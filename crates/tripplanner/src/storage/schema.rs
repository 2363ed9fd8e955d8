//! `SQLite` schema definitions for tripplanner.
//!
//! The same schema backs both the local key/value mirror and the document
//! store; each backend only touches its own table.

/// SQL statement to create the key/value table behind [`super::LocalStorage`].
pub const CREATE_LOCAL_STORAGE_TABLE: &str = r"
CREATE TABLE IF NOT EXISTS local_storage (
    key TEXT PRIMARY KEY,
    value TEXT NOT NULL,
    updated_at TEXT NOT NULL DEFAULT (datetime('now'))
)
";

/// SQL statement to create the trip document table behind [`super::DocumentStore`].
pub const CREATE_TRIP_DOCUMENTS_TABLE: &str = r"
CREATE TABLE IF NOT EXISTS trip_documents (
    uid TEXT NOT NULL,
    trip_id TEXT NOT NULL,
    body TEXT NOT NULL,
    created_at TEXT NOT NULL DEFAULT (datetime('now')),
    updated_at TEXT NOT NULL DEFAULT (datetime('now')),
    PRIMARY KEY (uid, trip_id)
)
";

/// SQL statement to create the metadata table for storing key-value pairs.
pub const CREATE_METADATA_TABLE: &str = r"
CREATE TABLE IF NOT EXISTS metadata (
    key TEXT PRIMARY KEY,
    value TEXT NOT NULL
)
";

/// All schema creation statements in order.
pub const SCHEMA_STATEMENTS: &[&str] = &[
    CREATE_LOCAL_STORAGE_TABLE,
    CREATE_TRIP_DOCUMENTS_TABLE,
    CREATE_METADATA_TABLE,
];
#[cfg(test)]
mod tests {
    use super::*;
    use std::sync::Arc;

    use crate::auth::SessionAuthProvider;
    use crate::model::NewTrip;
    use crate::persistence::{LocalStore, RemoteStore};
    use crate::storage::local::DEFAULT_STATE_KEY;
    use crate::storage::{DocumentStore, LocalStorage};
    use crate::store::{Backends, StoreSettings};

    fn store() -> TripStore {
        let local = Arc::new(LocalStorage::open_in_memory(DEFAULT_STATE_KEY).unwrap());
        let backends = Backends {
            auth: Arc::new(SessionAuthProvider::new(Arc::clone(&local), None)),
            remote: Arc::new(DocumentStore::open_in_memory().unwrap()) as Arc<dyn RemoteStore>,
            local: local as Arc<dyn LocalStore>,
        };
        let mut store = TripStore::new(backends, StoreSettings::default());
        store.start().unwrap();
        store
    }

    fn date(y: i32, m: u32, d: u32) -> NaiveDate {
        NaiveDate::from_ymd_opt(y, m, d).unwrap()
    }

    #[test]
    fn test_status_arg_conversion() {
        assert_eq!(TripStatus::from(TripStatusArg::Booked), TripStatus::Booked);
        assert_eq!(
            TripStatus::from(TripStatusArg::Cancelled),
            TripStatus::Cancelled
        );
    }

    #[test]
    fn test_transport_mode_arg_conversion() {
        assert_eq!(
            TransportMode::from(TransportModeArg::Ferry),
            TransportMode::Ferry
        );
        assert_eq!(
            TransportMode::from(TransportModeArg::Other),
            TransportMode::Other
        );
    }

    #[test]
    fn test_trip_update_args_to_patch() {
        let args = TripUpdateArgs {
            id: "t1".to_string(),
            title: None,
            start: None,
            end: Some(date(2026, 6, 1)),
            status: Some(TripStatusArg::Ongoing),
            cover: None,
            banner: None,
            budget: Some(1200.0),
            notes: None,
        };
        let patch = args.to_patch();
        assert!(patch.touches_dates());
        assert_eq!(patch.status, Some(TripStatus::Ongoing));
        assert_eq!(patch.budget, Some(Budget { total: 1200.0 }));
        assert!(patch.title.is_none());
    }

    #[test]
    fn test_empty_update_args_give_empty_patch() {
        let args = TripUpdateArgs {
            id: "t1".to_string(),
            title: None,
            start: None,
            end: None,
            status: None,
            cover: None,
            banner: None,
            budget: None,
            notes: None,
        };
        assert!(args.to_patch().is_empty());
    }

    #[tokio::test]
    async fn test_day_selector_index() {
        let mut store = store();
        let trip = store
            .add_trip(NewTrip::new("Lisbon", date(2026, 3, 1), date(2026, 3, 4)))
            .await
            .unwrap();

        let by_number = DaySelector {
            day: Some(2),
            date: None,
        };
        assert_eq!(by_number.index(&store, &trip.id).unwrap(), 1);

        let by_date = DaySelector {
            day: None,
            date: Some(date(2026, 3, 4)),
        };
        assert_eq!(by_date.index(&store, &trip.id).unwrap(), 3);

        let zero = DaySelector {
            day: Some(0),
            date: None,
        };
        assert!(zero.index(&store, &trip.id).unwrap_err().is_validation());
    }

    #[test]
    fn test_activity_fields_require_name() {
        let err = ActivityFields::default().to_details().unwrap_err();
        assert!(matches!(err, Error::MissingField { field: "name" }));
    }

    #[test]
    fn test_activity_fields_apply_only_given() {
        let mut details = ActivityDetails {
            name: "Museum".to_string(),
            time: Some("10:00".to_string()),
            ..ActivityDetails::default()
        };
        let fields = ActivityFields {
            location: Some("Downtown".to_string()),
            ..ActivityFields::default()
        };
        fields.apply_to(&mut details);

        assert_eq!(details.name, "Museum");
        assert_eq!(details.time.as_deref(), Some("10:00"));
        assert_eq!(details.location.as_deref(), Some("Downtown"));
    }

    #[test]
    fn test_stay_fields_to_details() {
        let fields = StayFields {
            name: Some("Harbor Inn".to_string()),
            check_in: Some(date(2026, 3, 1)),
            cost: Some(420.0),
            ..StayFields::default()
        };
        let details = fields.to_details().unwrap();
        assert_eq!(details.name, "Harbor Inn");
        assert_eq!(details.check_in, Some(date(2026, 3, 1)));
        assert!(details.check_out.is_none());
    }

    #[test]
    fn test_transport_fields_default_mode() {
        let fields = TransportFields {
            from: Some("LIS".to_string()),
            ..TransportFields::default()
        };
        let details = fields.to_details();
        assert_eq!(details.mode, TransportMode::Other);
        assert_eq!(details.from.as_deref(), Some("LIS"));
    }

    #[test]
    fn test_config_command_debug() {
        let cmd = ConfigCommand::Show { json: false };
        assert!(format!("{cmd:?}").contains("Show"));
    }
}
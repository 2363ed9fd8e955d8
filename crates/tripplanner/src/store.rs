//! The trip store.
//!
//! `TripStore` owns the in-memory [`AppState`] and the current identity, and
//! is the only place that state changes. Every mutation computes a new trip
//! value and persists the whole trip:
//!
//! - **Local** mode (no user): the trip is replaced in memory and the full
//!   state is written to the local mirror.
//! - **Synced** mode (user signed in): the trip is upserted remotely and
//!   memory follows the remote subscription, which is the single source of
//!   truth while signed in.
//!
//! Subscription callbacks never touch the store directly. They enqueue
//! [`StoreEvent`]s which [`TripStore::process_events`] applies in delivery
//! order, so the last delivered snapshot always wins.

use std::sync::Arc;

use chrono::NaiveDate;
use tokio::sync::mpsc;
use tracing::{debug, info, warn};

use crate::error::{Error, Result};
use crate::itinerary;
use crate::model::{
    self, Activity, ActivityDetails, AppState, Budget, ChecklistItem, NewTrip, Stay, StayDetails,
    TransportDetail, TransportDetails, Trip, TripPatch, TripStatus, DEFAULT_BANNER_POSITION,
    DEFAULT_BUDGET_TOTAL,
};
use crate::persistence::{AuthProvider, LocalStore, RemoteStore, SubscriptionGuard, User};

/// Which backend mutations are persisted to.
#[derive(Debug, Clone, Copy, PartialEq, Eq, Hash)]
pub enum PersistenceMode {
    /// No user; state lives in the local mirror.
    Local,
    /// A user is signed in; state lives in their remote collection.
    Synced,
}

impl std::fmt::Display for PersistenceMode {
    fn fmt(&self, f: &mut std::fmt::Formatter<'_>) -> std::fmt::Result {
        match self {
            Self::Local => write!(f, "local"),
            Self::Synced => write!(f, "synced"),
        }
    }
}

/// Store behaviour that comes from configuration.
#[derive(Debug, Clone, PartialEq)]
pub struct StoreSettings {
    /// Budget total of a new trip.
    pub default_budget: f64,
    /// Cover image used when none is given; `{title}` is replaced.
    pub cover_image_template: String,
    /// Show the preview trip when there are no trips.
    pub seed: bool,
}

impl Default for StoreSettings {
    fn default() -> Self {
        Self {
            default_budget: DEFAULT_BUDGET_TOTAL,
            cover_image_template: "https://picsum.photos/seed/{title}/800/400".to_string(),
            seed: true,
        }
    }
}

impl StoreSettings {
    /// Placeholder cover image for a trip titled `title`.
    #[must_use]
    pub fn cover_image_for(&self, title: &str) -> String {
        self.cover_image_template
            .replace(crate::config::TITLE_PLACEHOLDER, title)
    }

    /// State shown when there is nothing else to show.
    #[must_use]
    pub fn fallback_state(&self) -> AppState {
        if self.seed {
            AppState::seed()
        } else {
            AppState::default()
        }
    }
}

/// The persistence capabilities a store is built from.
#[derive(Clone)]
pub struct Backends {
    /// Identity provider.
    pub auth: Arc<dyn AuthProvider>,
    /// Remote document store.
    pub remote: Arc<dyn RemoteStore>,
    /// Local mirror.
    pub local: Arc<dyn LocalStore>,
}

impl std::fmt::Debug for Backends {
    fn fmt(&self, f: &mut std::fmt::Formatter<'_>) -> std::fmt::Result {
        f.debug_struct("Backends").finish_non_exhaustive()
    }
}

/// A delivery from one of the store's subscriptions.
#[derive(Debug, Clone, PartialEq)]
pub enum StoreEvent {
    /// The session changed.
    AuthChanged(Option<User>),
    /// The full trip collection of `uid`.
    TripsSnapshot {
        /// User the snapshot belongs to.
        uid: String,
        /// All of the user's trips.
        trips: Vec<Trip>,
    },
}

/// Sub-entities addressed by id inside a trip.
trait Identified {
    const KIND: &'static str;
    fn id(&self) -> &str;
}

impl Identified for Activity {
    const KIND: &'static str = "activity";
    fn id(&self) -> &str {
        &self.id
    }
}

impl Identified for Stay {
    const KIND: &'static str = "stay";
    fn id(&self) -> &str {
        &self.id
    }
}

impl Identified for TransportDetail {
    const KIND: &'static str = "transport";
    fn id(&self) -> &str {
        &self.id
    }
}

impl Identified for ChecklistItem {
    const KIND: &'static str = "checklist item";
    fn id(&self) -> &str {
        &self.id
    }
}

fn position_of<T: Identified>(items: &[T], id: &str) -> Result<usize> {
    items
        .iter()
        .position(|item| item.id() == id)
        .ok_or_else(|| Error::entity_not_found(T::KIND, id))
}

fn replace_by_id<T: Identified>(items: &mut [T], item: T) -> Result<()> {
    let index = position_of(items, item.id())?;
    items[index] = item;
    Ok(())
}

fn remove_by_id<T: Identified>(items: &mut Vec<T>, id: &str) -> Result<T> {
    let index = position_of(items, id)?;
    Ok(items.remove(index))
}

fn day_activities(trip: &mut Trip, index: usize) -> Result<&mut Vec<Activity>> {
    let days = trip.daily_itinerary.len();
    trip.daily_itinerary
        .get_mut(index)
        .map(|day| &mut day.activities)
        .ok_or(Error::DayOutOfRange { index, days })
}

fn check_budget(budget: Budget) -> Result<()> {
    if budget.total.is_finite() && budget.total >= 0.0 {
        Ok(())
    } else {
        Err(Error::InvalidValue {
            field: "budget.total",
            message: format!("must be a non-negative number, got {}", budget.total),
        })
    }
}
//! `tripplanner` - trip planning state with local and synced persistence
//!
//! This library holds the trip model (trips, daily itineraries, stays,
//! transport, budget, checklist), the [`TripStore`] that mutates it, and the
//! persistence backends it writes through: a local key/value mirror used
//! while signed out and a per-user document store used while signed in.

#![warn(missing_docs)]
#![warn(missing_debug_implementations)]
#![deny(unsafe_code)]

pub mod auth;
pub mod cli;
pub mod config;
pub mod error;
pub mod itinerary;
pub mod logging;
pub mod model;
pub mod persistence;
pub mod storage;
pub mod store;

pub use auth::SessionAuthProvider;
pub use config::Config;
pub use error::{Error, Result};
pub use logging::init_logging;
pub use model::{AppState, NewTrip, Trip, TripPatch};
pub use persistence::{AuthProvider, LocalStore, RemoteStore, Subscription, User};
pub use storage::{DocumentStore, LocalStorage};
pub use store::{Backends, PersistenceMode, StoreSettings, TripStore};
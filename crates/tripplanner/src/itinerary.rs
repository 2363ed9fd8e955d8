//! Day-by-day itinerary computation.
//!
//! A trip's itinerary always has exactly one entry per calendar day of its
//! inclusive date range, numbered from 1, with no gaps.

use std::collections::HashMap;

use chrono::NaiveDate;

use crate::error::{Error, Result};
use crate::model::{Activity, DailyItinerary};

/// Inclusive number of days between `start` and `end`.
///
/// # Errors
///
/// Returns [`Error::InvalidDateRange`] if `end` is before `start`.
pub fn day_count(start: NaiveDate, end: NaiveDate) -> Result<u32> {
    let span = (end - start).num_days();
    if span < 0 {
        return Err(Error::InvalidDateRange { start, end });
    }
    u32::try_from(span + 1).map_err(|_| Error::internal(format!("trip spans {span} days")))
}

/// Build an itinerary of `days` empty days starting at `start`.
#[must_use]
pub fn build(start: NaiveDate, days: u32) -> Vec<DailyItinerary> {
    start
        .iter_days()
        .zip(1..=days)
        .map(|(date, day)| DailyItinerary {
            day,
            date,
            activities: Vec::new(),
        })
        .collect()
}

/// Rebuild an itinerary for a new date range.
///
/// Days whose calendar date also appears in `old` keep their activities;
/// every other day starts empty. Days of `old` outside the new range are
/// dropped.
#[must_use]
pub fn regenerate(old: &[DailyItinerary], start: NaiveDate, days: u32) -> Vec<DailyItinerary> {
    let mut carried: HashMap<NaiveDate, &[Activity]> = old
        .iter()
        .map(|day| (day.date, day.activities.as_slice()))
        .collect();

    build(start, days)
        .into_iter()
        .map(|mut day| {
            if let Some(activities) = carried.remove(&day.date) {
                day.activities = activities.to_vec();
            }
            day
        })
        .collect()
}

/// Array position of the day falling on `date`.
#[must_use]
pub fn index_of_date(itinerary: &[DailyItinerary], date: NaiveDate) -> Option<usize> {
    itinerary.iter().position(|day| day.date == date)
}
# # #
Check each line above for the string "super" and copy those that have it.

Response for this exercise:
/// SQL statement to create the key/value table behind [`super::LocalStorage`].
/// SQL statement to create the trip document table behind [`super::DocumentStore`].
    use super::*;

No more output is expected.